Collected data:
use async_trait::async_trait;
use thiserror::Error;

use crate::model::{RawLedgerEvent, SubscriptionOptions, WatchTarget};

/// Common result alias for ledger client calls.
pub type LedgerResult<T> = Result<T, LedgerError>;

#[derive(Debug, Error, Clone, PartialEq, Eq)]
pub enum LedgerError {
    #[error("unknown watch target `{0}`")]
    UnknownTarget(String),
    #[error("ledger rpc error: {0}")]
    Rpc(String),
    #[error("malformed ledger response: {0}")]
    Malformed(String),
    #[error("ledger connection closed")]
    Closed,
}

impl LedgerError {
    pub fn from_source(err: impl std::fmt::Display) -> Self {
        Self::Rpc(err.to_string())
    }

    pub fn unknown_target(target: &WatchTarget) -> Self {
        Self::UnknownTarget(target.to_string())
    }
}

/// A live native subscription. Items are pulled in arrival order.
#[async_trait]
pub trait PushSubscription: Send {
    /// Next upstream item. `None` means the upstream finished cleanly; an
    /// `Err` means the subscription itself failed.
    async fn next_event(&mut self) -> Option<LedgerResult<RawLedgerEvent>>;

    async fn unsubscribe(&mut self) -> LedgerResult<()>;
}

/// Ledger client exposing a native push subscription.
#[async_trait]
pub trait PushLedgerClient: Send + Sync {
    /// Registers a native subscription. Fails with `UnknownTarget` when the
    /// target does not exist upstream.
    async fn subscribe_native(
        &self,
        options: &SubscriptionOptions,
    ) -> LedgerResult<Box<dyn PushSubscription>>;
}

/// Ledger client exposing a "list new items since cursor" operation.
///
/// Must tolerate concurrent independent calls from several adapters; cursor
/// state lives in the adapters.
#[async_trait]
pub trait PollLedgerClient: Send + Sync {
    /// Verifies the target and prepares any server-side bookkeeping.
    async fn start_monitor(&self, target: &WatchTarget) -> LedgerResult<()>;

    /// Items newer than `cursor` (all retained items when `None`).
    async fn list_since(
        &self,
        options: &SubscriptionOptions,
        cursor: Option<u64>,
    ) -> LedgerResult<Vec<RawLedgerEvent>>;

    /// Tells the ledger the client is done with items up to `cursor`.
    async fn advance_cursor(&self, target: &WatchTarget, cursor: u64) -> LedgerResult<()>;

    async fn stop_monitor(&self, _target: &WatchTarget) -> LedgerResult<()> {
        Ok(())
    }
}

Task instructions:
Repeat the records above in full, word for word.

Problem solution:
use async_trait::async_trait;
use thiserror::Error;

use crate::model::{RawLedgerEvent, SubscriptionOptions, WatchTarget};

/// Common result alias for ledger client calls.
pub type LedgerResult<T> = Result<T, LedgerError>;

#[derive(Debug, Error, Clone, PartialEq, Eq)]
pub enum LedgerError {
    #[error("unknown watch target `{0}`")]
    UnknownTarget(String),
    #[error("ledger rpc error: {0}")]
    Rpc(String),
    #[error("malformed ledger response: {0}")]
    Malformed(String),
    #[error("ledger connection closed")]
    Closed,
}

impl LedgerError {
    pub fn from_source(err: impl std::fmt::Display) -> Self {
        Self::Rpc(err.to_string())
    }

    pub fn unknown_target(target: &WatchTarget) -> Self {
        Self::UnknownTarget(target.to_string())
    }
}

/// A live native subscription. Items are pulled in arrival order.
#[async_trait]
pub trait PushSubscription: Send {
    /// Next upstream item. `None` means the upstream finished cleanly; an
    /// `Err` means the subscription itself failed.
    async fn next_event(&mut self) -> Option<LedgerResult<RawLedgerEvent>>;

    async fn unsubscribe(&mut self) -> LedgerResult<()>;
}

/// Ledger client exposing a native push subscription.
#[async_trait]
pub trait PushLedgerClient: Send + Sync {
    /// Registers a native subscription. Fails with `UnknownTarget` when the
    /// target does not exist upstream.
    async fn subscribe_native(
        &self,
        options: &SubscriptionOptions,
    ) -> LedgerResult<Box<dyn PushSubscription>>;
}

/// Ledger client exposing a "list new items since cursor" operation.
///
/// Must tolerate concurrent independent calls from several adapters; cursor
/// state lives in the adapters.
#[async_trait]
pub trait PollLedgerClient: Send + Sync {
    /// Verifies the target and prepares any server-side bookkeeping.
    async fn start_monitor(&self, target: &WatchTarget) -> LedgerResult<()>;

    /// Items newer than `cursor` (all retained items when `None`).
    async fn list_since(
        &self,
        options: &SubscriptionOptions,
        cursor: Option<u64>,
    ) -> LedgerResult<Vec<RawLedgerEvent>>;

    /// Tells the ledger the client is done with items up to `cursor`.
    async fn advance_cursor(&self, target: &WatchTarget, cursor: u64) -> LedgerResult<()>;

    async fn stop_monitor(&self, _target: &WatchTarget) -> LedgerResult<()> {
        Ok(())
    }
}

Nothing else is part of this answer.